C-10 Proportioning Valve bleeder tool mod




After buying CPP brand bleeder tool that looked identical to others, fit loosely in the prop valve. Didn't even use it, returned it and selected the Summit Racing version. Threads fit much much nicer! However, when bleeding the brakes, I must have applied too much pressure on the pedal too fast and the prop valve internals sheered off the plastic nipple.

Result: remove the prop valve and retrieve the plastic remnants :( no good.. which I had to do...
Solution: find the center of the tool, and drill very carefully with the appropriate size (to be updated) and then take a scrap, /dull, / cheap drill bit, cut it to size, chuck it into a drill and deburr the edges and super glue it into the plastic housing. This will not be shearing off!! At the time of buying this tool, this type of tool was not available.






Alternatively, If you have an extra/spare brake warning light switch you can make your own tool!
If I remember correctly, I believe I just sat the switch upside down over a socket of the right size, so I could tap the pin, spring and terminal contact and knock everything out. Careful, there is a spring between the 2 pieces. Once removed, I just cut off the connector housing part to make a nice flat surface. Next step is to  tap it to fit a bolt. I chose m6x1.0 thread due to my profession and access to a ton of used metric fasteners. Size here, does not matter, its just so happened that this did not require drilling, I think i just ran the tap through it. Best bet, check the Tap/Drill chart online to make sure you don't split the housing!

Install the pin that you see in the picture on the far left that enters the combo valve, leave spring out, install chosen bolt (my case m6x1.0), thread the tool into combo valve. Once its threaded and seated like O.E., turn bolt until its snug, then, you have yourself a bleeder tool!

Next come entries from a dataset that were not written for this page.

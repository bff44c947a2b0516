use crate::{CryptoError, DataCypher, SaltedEnvelope};

/// Types that can be encrypted into `Output` with a [DataCypher].
pub trait KeyEncryptable<Output> {
    /// Encrypt `self` with a data cypher.
    fn encrypt_with_key(self, key: &DataCypher) -> Result<Output, CryptoError>;
}

/// Types that can be decrypted into `Output` with a [DataCypher].
pub trait KeyDecryptable<Output> {
    /// Decrypt `self` with a data cypher.
    fn decrypt_with_key(&self, key: &DataCypher) -> Result<Output, CryptoError>;
}

impl KeyEncryptable<SaltedEnvelope> for &[u8] {
    fn encrypt_with_key(self, key: &DataCypher) -> Result<SaltedEnvelope, CryptoError> {
        key.encrypt_envelope(self)
    }
}

impl KeyEncryptable<SaltedEnvelope> for String {
    fn encrypt_with_key(self, key: &DataCypher) -> Result<SaltedEnvelope, CryptoError> {
        self.as_bytes().encrypt_with_key(key)
    }
}

impl KeyDecryptable<Vec<u8>> for SaltedEnvelope {
    fn decrypt_with_key(&self, key: &DataCypher) -> Result<Vec<u8>, CryptoError> {
        key.open(self)
    }
}

impl KeyDecryptable<String> for SaltedEnvelope {
    fn decrypt_with_key(&self, key: &DataCypher) -> Result<String, CryptoError> {
        let bytes: Vec<u8> = self.decrypt_with_key(key)?;
        String::from_utf8(bytes).map_err(|_| crate::EncodingError::InvalidUtf8.into())
    }
}

impl<T: KeyDecryptable<Output>, Output> KeyDecryptable<Option<Output>> for Option<T> {
    fn decrypt_with_key(&self, key: &DataCypher) -> Result<Option<Output>, CryptoError> {
        self.as_ref().map(|e| e.decrypt_with_key(key)).transpose()
    }
}

impl<T: KeyEncryptable<Output>, Output> KeyEncryptable<Option<Output>> for Option<T> {
    fn encrypt_with_key(self, key: &DataCypher) -> Result<Option<Output>, CryptoError> {
        self.map(|e| e.encrypt_with_key(key)).transpose()
    }
}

These pliers started out as Harbor Freight 36411 Crimp tool, but the wire cutting was less than useful. The insulated crimp section (shown in picture with a few MIG weld BB's on it was really nice compared to some others!

Modification required!

Pretty much what you see is what you need to do.
One side/jaw of tool:
A thick washer that fit in the smallest tube I needed to fit in, 1/2 diameter, which might be as small as you can go for this type of  of tool was cut up and tack welded to the jaw.
Other side/jaw of tool:
It was simple adding and subtracting metal. A carbide burr was used to create the curvature and then radius the sharp edges to prevent damage when forming. Shaped it to make a teardrop shape to aid in hose installation. As far as the gap/spacing between the washer and the radius edge, I got lucky, it seems to be little more than the thickness of the aluminum tubing (Dorman brand) I'm using. Followed by a "step" with a cut off wheel so when the tube is inserted, the tube gets crimped in the exact same spot









Professional looking bead formed end that will assist in keeping the hose you installed on the tube!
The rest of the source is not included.